LA/Ontario Hopes to be Gold Line Terminus

ONTARIO - As LA/Ontario International Airport seeks out millions of additional travelers in coming years, city officials are aiming to give passengers a new way to get there.

The idea of making the airport the final destination on the Gold Line light-rail service that runs from Los Angeles to Pasadena seems to be gaining favor, Mayor Paul Leon said Tuesday.

Leon addressed the Gold Line possibility during an aviation summit at LA/Ontario International, where aviation experts and airport officials discussed the airport's future and impact on the region.

The airport, which handles about 7 million passengers a year, is on its way to becoming the second-largest in Southern California, San Bernardino County Supervisor Gary Ovitt said.
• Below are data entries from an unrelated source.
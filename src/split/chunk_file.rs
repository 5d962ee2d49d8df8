use std::fs::{self, File};
use std::io::{self, BufWriter, Read, Write};
use std::path::{Path, PathBuf};

use crate::error::{Result, SplitError};

/// One output chunk being written. Dropping it closes the file.
pub(crate) struct ChunkFile {
    path: PathBuf,
    writer: BufWriter<File>,
    written: u64,
}

impl ChunkFile {
    pub fn create(path: PathBuf) -> Result<Self> {
        let file = File::create(&path).map_err(|e| SplitError::io("create", &path, e))?;
        Ok(Self { path, writer: BufWriter::new(file), written: 0 })
    }

    pub fn path(&self) -> &Path {
        &self.path
    }

    /// Writes `line` followed by a single `\n`.
    pub fn write_line(&mut self, line: &[u8]) -> Result<()> {
        self.writer
            .write_all(line)
            .and_then(|_| self.writer.write_all(b"\n"))
            .map_err(|e| SplitError::io("write", &self.path, e))?;
        self.written += line.len() as u64 + 1;
        Ok(())
    }

    /// Copies up to `limit` bytes (everything when `None`) and returns the count.
    /// Hitting end of input is not an error; read and write failures are.
    pub fn copy_from<R: Read + ?Sized>(&mut self, r: &mut R, limit: Option<u64>) -> Result<u64> {
        let copied = match limit {
            Some(n) => io::copy(&mut (&mut *r).take(n), &mut self.writer),
            None => io::copy(r, &mut self.writer),
        }
        .map_err(|e| SplitError::io("copy into", &self.path, e))?;
        self.written += copied;
        Ok(copied)
    }

    /// Flushes and closes the file, returning its path and length.
    pub fn close(self) -> Result<(PathBuf, u64)> {
        let ChunkFile { path, writer, written } = self;
        let file = writer
            .into_inner()
            .map_err(|e| SplitError::io("write", &path, e.into_error()))?;
        drop(file);
        Ok((path, written))
    }
}

pub(crate) fn remove_chunk(path: &Path) -> Result<()> {
    fs::remove_file(path).map_err(|e| SplitError::io("remove", path, e))
}

#[cfg(test)]
mod tests {
    use super::*;
    use std::io::Cursor;
    use tempfile::TempDir;

    #[test]
    fn close_reports_bytes_on_disk() {
        let dir = TempDir::new().unwrap();
        let mut chunk = ChunkFile::create(dir.path().join("xaa")).unwrap();
        chunk.write_line(b"abc").unwrap();
        chunk.write_line(b"").unwrap();
        let (path, bytes) = chunk.close().unwrap();
        assert_eq!(bytes, 5);
        assert_eq!(fs::read(&path).unwrap(), b"abc\n\n");
    }

    #[test]
    fn copy_respects_limit() {
        let dir = TempDir::new().unwrap();
        let mut r = Cursor::new(b"0123456789".to_vec());
        let mut chunk = ChunkFile::create(dir.path().join("xaa")).unwrap();
        assert_eq!(chunk.copy_from(&mut r, Some(4)).unwrap(), 4);
        assert_eq!(chunk.copy_from(&mut r, None).unwrap(), 6);
        assert_eq!(chunk.copy_from(&mut r, Some(4)).unwrap(), 0);
        let (path, bytes) = chunk.close().unwrap();
        assert_eq!(bytes, 10);
        assert_eq!(fs::read(path).unwrap(), b"0123456789");
    }

    #[test]
    fn create_in_missing_dir_fails() {
        let dir = TempDir::new().unwrap();
        let err = ChunkFile::create(dir.path().join("nope").join("xaa")).err().unwrap();
        assert_eq!(err.kind(), crate::error::ErrorKind::Io);
        assert!(remove_chunk(&dir.path().join("gone")).is_err());
    }
}
pub mod split;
With John Wayne Airport and Long Beach Airport not able to grow much, Ontario is best situated to become the major alternative to Los Angeles International Airport, he said. Within the next 25 years, LA/Ontario International's passenger count is expected to grow to 30 million.

"It will happen here because there is a political will to see it happen here," Ovitt said.
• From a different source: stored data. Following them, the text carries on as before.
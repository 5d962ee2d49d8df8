// Human-readable byte counts ("10K", "2MiB", "5GB", "4b").

use std::sync::OnceLock;

use regex::Regex;

use crate::error::{ErrorKind, Result, SplitError};
use crate::safeint::{mul_i64, pow_i64};

const BLOCK_SIZE: i64 = 512;

fn size_re() -> &'static Regex {
    static RE: OnceLock<Regex> = OnceLock::new();
    RE.get_or_init(|| {
        Regex::new(r"^([0-9]+)(?:(b)(?:iB|B)?|([KkMmGTPEZYQR])(iB|B)?)?$")
            .expect("size pattern is valid")
    })
}

fn unit_exponent(unit: &str) -> Option<i64> {
    let exp = match unit {
        "K" | "k" => 1,
        "M" | "m" => 2,
        "G" => 3,
        "T" => 4,
        "P" => 5,
        "E" => 6,
        "Z" => 7,
        "Y" => 8,
        "R" => 9,
        "Q" => 10,
        _ => return None,
    };
    Some(exp)
}

/// Converts a size string to a positive byte count, e.g. `"10K"` -> `10 * 1024`.
///
/// A unit without scale or with `iB` is binary (powers of 1024); `B` makes it
/// decimal (powers of 1000). `b` is a 512-byte block.
pub fn parse_size(text: &str) -> Result<i64> {
    let invalid = || format!("invalid number of bytes: {:?}", text);
    let too_large = || format!("{}: value too large for defined data type", invalid());

    let Some(caps) = size_re().captures(text) else {
        return Err(SplitError::new(ErrorKind::Syntax, invalid()));
    };

    let digits = &caps[1];
    let x: i64 = digits
        .parse()
        .map_err(|e| SplitError::with_cause(ErrorKind::ArithmeticOverflow, too_large(), e))?;

    let multiplier = if caps.get(2).is_some() {
        BLOCK_SIZE
    } else if let Some(unit) = caps.get(3) {
        let base = match caps.get(4).map(|m| m.as_str()) {
            Some("B") => 1000,
            _ => 1024,
        };
        let exp = unit_exponent(unit.as_str())
            .ok_or_else(|| SplitError::new(ErrorKind::Syntax, invalid()))?;
        pow_i64(base, exp)
            .map_err(|e| SplitError::with_cause(ErrorKind::ArithmeticOverflow, too_large(), e))?
    } else {
        1
    };

    let n = mul_i64(x, multiplier)
        .map_err(|e| SplitError::with_cause(ErrorKind::ArithmeticOverflow, too_large(), e))?;
    if n <= 0 {
        return Err(SplitError::invalid_argument(format!(
            "{}: numerical result out of range",
            invalid()
        )));
    }
    Ok(n)
}

#[cfg(test)]
mod tests {
    use super::*;

    const E: i64 = 1 << 60;

    #[test]
    fn accepted_sizes() {
        let cases: &[(&str, i64)] = &[
            ("2", 2),
            ("007", 7),
            ("2b", 2 * 512),
            ("2bB", 2 * 512),
            ("2biB", 2 * 512),
            ("2K", 2 * 1024),
            ("2k", 2 * 1024),
            ("2KiB", 2 * 1024),
            ("2KB", 2 * 1000),
            ("3m", 3 * 1024 * 1024),
            ("3MB", 3_000_000),
            ("1G", 1 << 30),
            ("1T", 1 << 40),
            ("1PB", 1_000_000_000_000_000),
            ("7E", 7 * E),
            ("9EB", 9_000_000_000_000_000_000),
        ];
        for &(input, want) in cases {
            assert_eq!(parse_size(input).unwrap(), want, "{input}");
        }
    }

    #[test]
    fn syntax_errors() {
        for input in ["", "1.5", "1.5K", "-1", "+1", "2iB", "2B", "X", "2X", "2KX", "K", " 2", "2 K", "２"] {
            let err = parse_size(input).unwrap_err();
            assert_eq!(err.kind(), ErrorKind::Syntax, "{input:?}");
        }
    }

    #[test]
    fn overflow_errors_keep_cause() {
        for input in ["8E", "10EB", "1Z", "1ZB", "1Y", "1R", "1Q", "99999999999999999999"] {
            let err = parse_size(input).unwrap_err();
            assert_eq!(err.kind(), ErrorKind::ArithmeticOverflow, "{input}");
            assert!(std::error::Error::source(&err).is_some(), "{input}");
            assert!(err.to_string().contains("value too large"), "{input}");
        }
    }

    #[test]
    fn zero_is_rejected() {
        for input in ["0", "0K", "00b"] {
            let err = parse_size(input).unwrap_err();
            assert_eq!(err.kind(), ErrorKind::InvalidArgument, "{input}");
        }
    }
}
use std::fs::File;
use std::io::{self, BufRead, BufReader};
use std::path::Path;

use crate::error::{ErrorKind, Result, SplitError};

pub const STDIN_SENTINEL: &str = "-";

/// An opened input stream. `size` is known only for regular files.
pub(crate) struct Input {
    pub reader: Box<dyn BufRead>,
    pub size: Option<u64>,
}

impl Input {
    pub fn open(path: &Path) -> Result<Self> {
        if path == Path::new(STDIN_SENTINEL) {
            return Ok(Input { reader: Box::new(io::stdin().lock()), size: None });
        }

        let file = File::open(path).map_err(|e| SplitError::io("open", path, e))?;
        let meta = file.metadata().map_err(|e| SplitError::io("stat", path, e))?;
        if meta.is_dir() {
            return Err(SplitError::new(
                ErrorKind::IsDirectory,
                format!("{}: is a directory", path.display()),
            ));
        }
        let size = meta.is_file().then(|| meta.len());
        Ok(Input { reader: Box::new(BufReader::new(file)), size })
    }
}

#[cfg(test)]
mod tests {
    use super::*;
    use std::io::Write;

    #[test]
    fn regular_file_is_sized() {
        let mut f = tempfile::NamedTempFile::new().unwrap();
        f.write_all(b"hello\n").unwrap();
        let input = Input::open(f.path()).unwrap();
        assert_eq!(input.size, Some(6));
    }

    #[test]
    fn directory_is_rejected() {
        let dir = tempfile::TempDir::new().unwrap();
        let err = Input::open(dir.path()).err().unwrap();
        assert_eq!(err.kind(), ErrorKind::IsDirectory);
    }

    #[test]
    fn missing_file_is_io_error() {
        let dir = tempfile::TempDir::new().unwrap();
        let err = Input::open(&dir.path().join("missing")).err().unwrap();
        assert_eq!(err.kind(), ErrorKind::Io);
        assert!(std::error::Error::source(&err).is_some());
    }

    #[test]
    fn stdin_is_unsized() {
        let input = Input::open(Path::new("-")).unwrap();
        assert_eq!(input.size, None);
    }
}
But getting here will take some doing, which is where the Gold Line comes into the picture.

In a meeting this week with officials from the Metro Gold Line Foothill Extension Authority, members expressed enthusiasm about the prospect of an Ontario station, Leon said.

"It gives you a destination on both ends: `I'm heading to Los Angeles' or `I'm heading to the airport in Ontario,"' Leon said.

Ontario voted late last year to become a member of the authority, a coalition of municipalities working to extend the Gold Line from Pasadena east to Montclair.

The authority's board has since approved bringing Ontario on board, but is now waiting on city councils in each of the cities along the line's route to formally agree, said board Chairman Jon Blickenstaff.

An advisory committee was formed Monday to determine how to go about studying the feasibility of bringing a station to Ontario, Blickenstaff said.

He cautioned that there hasn't been an official discussion about the route the train might take from Montclair to Ontario.

Both Leon and Blickenstaff noted that any station in Ontario would be many years away. The effort to bring the extension to the Montclair Transit Center - which has been actively in the works since 1999 - is still at least a decade from completion.

"Ten years to Montclair is an optimistic target," Blickenstaff said.

Meanwhile, the future is now for LA/Ontario International, said attendees at Tuesday's summit.

Sonjia Murray, director of SH&E International Air Transport Consultancy, said Ontario keeps becoming a more attractive option for airlines.

She cited the airport's prime location, its room for expansion, the uncommon level of support it has from local leaders and the reputation of its owner, Los Angeles World Airports, which also owns LAX.

"Maybe not tomorrow, but five, 10 and 15 years from now, this is going to be the place you're going to want to be and where you're going to want to have been invested," Murray said.

Jock O'Connell, principal consultant for The ClarkStreet Group, a firm specializing in international commerce, underscored the value of the airport in attracting economic activity to the area.

"You can build a better mousetrap, but the world won't beat a path to your door unless there's a two-mile-long runway in your front yard," he said.